TASK REQUIREMENTS »
Extract all lines that hold "contiguous" from the records below.

AVAILABLE RECORDS »
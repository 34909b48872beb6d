//! Address and mask codec.
//!
//! Converts between prefix lengths and mask addresses, and validates the text
//! forms of addresses, masks and prefix lengths.

use super::bytes::{addr_bytes, addr_from_slice};
use super::Family;
use crate::error::{Result, SubnetError};
use std::net::IpAddr;

/// Longest prefix length of any family (IPv6).
pub const MAX_LENGTH: u8 = 128;

/// Parse a host address in dotted IPv4 or colon-hex IPv6 form.
pub fn parse_addr(text: &str) -> Result<IpAddr> {
    text.parse::<IpAddr>()
        .map_err(|_| SubnetError::InvalidAddress(text.to_string()))
}

/// Parse a mask written as an address (`255.255.254.0`, `ffff:ffff::`).
///
/// Only the address grammar is checked here; contiguity is checked by
/// [`mask_to_bits`].
pub fn parse_mask(text: &str) -> Result<IpAddr> {
    text.parse::<IpAddr>()
        .map_err(|_| SubnetError::InvalidSubnetMask(text.to_string()))
}

/// Parse the numeric part of a CIDR (`24` in `10.0.0.0/24`).
///
/// Accepts plain decimal only: no sign, no leading zeros, at most three digits.
pub fn parse_prefix_len(text: &str) -> Result<u8> {
    let invalid = || SubnetError::InvalidPrefixLength(text.to_string());
    if text.is_empty()
        || text.len() > 3
        || !text.bytes().all(|b| b.is_ascii_digit())
        || (text.len() > 1 && text.starts_with('0'))
    {
        return Err(invalid());
    }
    let bits: u8 = text.parse().map_err(|_| invalid())?;
    if bits > MAX_LENGTH {
        return Err(invalid());
    }
    Ok(bits)
}

/// Convert a prefix length to a mask address of the given family.
///
/// # Examples
/// ```
/// use subnet_math::models::{bits_to_mask, Family};
/// assert_eq!(bits_to_mask(23, Family::V4).unwrap().to_string(), "255.255.254.0");
/// assert_eq!(bits_to_mask(20, Family::V6).unwrap().to_string(), "ffff:f000::");
/// ```
pub fn bits_to_mask(bits: u8, family: Family) -> Result<IpAddr> {
    if bits > MAX_LENGTH || bits > family.bits() {
        return Err(SubnetError::InvalidPrefixLength(bits.to_string()));
    }
    let mask: Vec<u8> = (0..family.width())
        .map(|i| {
            // bits of this byte that belong to the network part, 0..=8
            let left = usize::from(bits).saturating_sub(i * 8).min(8) as u32;
            u8::MAX.checked_shl(8 - left).unwrap_or(0)
        })
        .collect();
    addr_from_slice(&mask).ok_or_else(|| SubnetError::InvalidPrefixLength(bits.to_string()))
}

/// Count the leading 1-bits of a mask address.
///
/// The mask must be contiguous: once a 0-bit has been seen every following
/// bit must be 0 as well, so `255.255.255.251` is rejected.
pub fn mask_to_bits(mask: &IpAddr) -> Result<u8> {
    let mut bits: u8 = 0;
    let mut ended = false;
    for byte in addr_bytes(mask) {
        for shift in (0..8).rev() {
            let set = (byte >> shift) & 1 == 1;
            if set && ended {
                log::debug!("mask_to_bits({mask}) non contiguous after {bits} bits");
                return Err(SubnetError::InvalidSubnetMask(mask.to_string()));
            } else if set {
                bits += 1;
            } else {
                ended = true;
            }
        }
    }
    Ok(bits)
}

TASK OUTPUT »
/// The mask must be contiguous: once a 0-bit has been seen every following
                log::debug!("mask_to_bits({mask}) non contiguous after {bits} bits");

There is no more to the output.